AI bias is the systematic tendency of a model to produce outputs that are skewed, inequitable, or inaccurate for certain groups, typically due to flawed or unrepresentative data at one or more stages of the development pipeline.
For ML engineers and technical program managers building AI systems today, this isn't an abstract ethics concern. It's a technical debt problem with measurable downstream consequences: Brookings Institution research has documented how credit scoring algorithms disadvantage minority applicants through proxy discrimination; a study in Science (Obermeyer et al.) quantified racial bias in healthcare resource allocation; and a 2025 federal class action lawsuit established new legal precedent for vendor liability in AI-driven hiring discrimination.

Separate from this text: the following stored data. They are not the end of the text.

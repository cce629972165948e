pub mod catalog;
pub mod config;
pub mod downloader;
pub mod fetcher;
pub mod listing;
pub mod settings;
pub mod sync;
pub mod testing;

pub use catalog::{
    CatalogError, CatalogRecord, CatalogSearchQuery, CatalogStore, SqliteCatalog,
};
pub use config::{
    load_config, load_config_from_str, validate_config, CatalogConfig, Config, ConfigError,
    DatabaseConfig, DownloaderConfig, ListingConfig, ListingSelectors, SettingsConfig,
};
pub use downloader::{DownloadError, DownloadOutcome, SingleFlightDownloader};
pub use fetcher::{FetchError, HttpPageFetcher, PageFetcher};
pub use listing::{
    CollectedListing, ExtractedRecords, FreshnessParser, ListingError, ListingPaginator,
    MonthDayYearParser, RecordExtractor,
};
pub use settings::{FileSettings, SettingsError, SettingsStore};
pub use sync::{
    read_watermark, write_watermark, ErrorKind, SyncController, SyncError, SyncReport, SyncState,
    WATERMARK_FORMAT, WATERMARK_KEY,
};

The pattern across these cases is consistent: bias enters at the data layer, gets amplified through the training pipeline, and goes undetected because evaluation benchmarks don't reflect the populations the model actually serves.

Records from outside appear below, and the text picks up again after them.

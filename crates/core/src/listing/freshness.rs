//! Page freshness parsing.
//!
//! Listing entries carry a human readable date such as `Dec 29, 2014`.
//! Bundled packs carry a compound value (`Pack #12 | Dec 29, 2014 | ...`) from
//! which the first date is taken.

use chrono::NaiveDate;
use once_cell::sync::Lazy;
use regex_lite::Regex;

/// Strategy for turning a page's date text into a date.
pub trait FreshnessParser: Send + Sync {
    /// Parse `text`, returning `None` when no date can be recovered.
    fn parse(&self, text: &str) -> Option<NaiveDate>;
}

/// Separator marking a compound (bundled pack) date value.
const COMPOUND_SEPARATOR: char = '|';

/// Formats tried, in order, for a plain month-day-year value.
const DIRECT_FORMATS: &[&str] = &["%b %d, %Y", "%B %d, %Y", "%b %d %Y", "%m/%d/%Y", "%m-%d-%Y"];

static MONTH_DAY_YEAR: Lazy<Regex> = Lazy::new(|| {
    Regex::new(
        r"(?i)\b(jan|feb|mar|apr|may|jun|jul|aug|sep|oct|nov|dec)[a-z]*\.?\s+(\d{1,2})(?:st|nd|rd|th)?,?\s+(\d{4})",
    )
    .expect("month/day/year pattern is valid")
});

const MONTHS: [&str; 12] = [
    "jan", "feb", "mar", "apr", "may", "jun", "jul", "aug", "sep", "oct", "nov", "dec",
];

/// Default month-name/day/year parser.
#[derive(Debug, Clone, Copy, Default)]
pub struct MonthDayYearParser;

impl MonthDayYearParser {
    /// First month-name/day/year date found anywhere in `text`.
    pub fn first_embedded_date(text: &str) -> Option<NaiveDate> {
        MONTH_DAY_YEAR.captures_iter(text).find_map(|caps| {
            let month_prefix = caps.get(1)?.as_str().to_ascii_lowercase();
            let month = MONTHS.iter().position(|m| *m == month_prefix)? as u32 + 1;
            let day: u32 = caps.get(2)?.as_str().parse().ok()?;
            let year: i32 = caps.get(3)?.as_str().parse().ok()?;
            NaiveDate::from_ymd_opt(year, month, day)
        })
    }

    fn parse_direct(text: &str) -> Option<NaiveDate> {
        DIRECT_FORMATS
            .iter()
            .find_map(|format| NaiveDate::parse_from_str(text, format).ok())
    }
}

impl FreshnessParser for MonthDayYearParser {
    fn parse(&self, text: &str) -> Option<NaiveDate> {
        let text = text.trim();
        if text.contains(COMPOUND_SEPARATOR) {
            Self::first_embedded_date(text)
        } else {
            Self::parse_direct(text)
        }
    }
}

#[cfg(test)]
mod tests {
    use super::*;

    fn date(y: i32, m: u32, d: u32) -> NaiveDate {
        NaiveDate::from_ymd_opt(y, m, d).unwrap()
    }

    #[test]
    fn test_parse_plain_abbreviated_month() {
        let parser = MonthDayYearParser;
        assert_eq!(parser.parse("Dec 29, 2014"), Some(date(2014, 12, 29)));
        assert_eq!(parser.parse("  Jun 1, 2013\n"), Some(date(2013, 6, 1)));
    }

    #[test]
    fn test_parse_plain_full_month() {
        let parser = MonthDayYearParser;
        assert_eq!(parser.parse("December 29, 2014"), Some(date(2014, 12, 29)));
    }

    #[test]
    fn test_parse_plain_numeric() {
        let parser = MonthDayYearParser;
        assert_eq!(parser.parse("12/29/2014"), Some(date(2014, 12, 29)));
    }

    #[test]
    fn test_parse_compound_takes_first_date() {
        let parser = MonthDayYearParser;
        assert_eq!(
            parser.parse("Beatmap Pack #42 | Mar 3, 2014 | updated Apr 5, 2014"),
            Some(date(2014, 3, 3))
        );
    }

    #[test]
    fn test_parse_compound_full_month_and_ordinal() {
        let parser = MonthDayYearParser;
        assert_eq!(
            parser.parse("Pack | September 21st, 2012"),
            Some(date(2012, 9, 21))
        );
    }

    #[test]
    fn test_parse_compound_skips_invalid_day() {
        let parser = MonthDayYearParser;
        assert_eq!(
            parser.parse("Feb 30, 2014 | Feb 28, 2014"),
            Some(date(2014, 2, 28))
        );
    }

    #[test]
    fn test_parse_compound_without_date() {
        let parser = MonthDayYearParser;
        assert_eq!(parser.parse("Pack | soon"), None);
    }

    #[test]
    fn test_parse_garbage() {
        let parser = MonthDayYearParser;
        assert_eq!(parser.parse("yesterday"), None);
        assert_eq!(parser.parse(""), None);
    }
}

Below, we examine 10 real-world cases in detail: what happened, the technical root cause in each, and what better data collection and evaluation methodology would have caught. We've also included a framework for categorizing bias types and a methodology section on how human intelligence, when applied correctly, addresses each failure mode.
10 real-world examples of AI bias
1. Frontier LLMs prescribed inferior psychiatric care to Black patients
A 2025 study published in NPJ Digital Medicine tested four leading LLMs (Claude, ChatGPT, Gemini, and NewMes-15) on ten psychiatric patient cases spanning five diagnoses. Each case was presented under three conditions: race-neutral, race-implied (via a stereotypically African American name), and race-explicitly stated.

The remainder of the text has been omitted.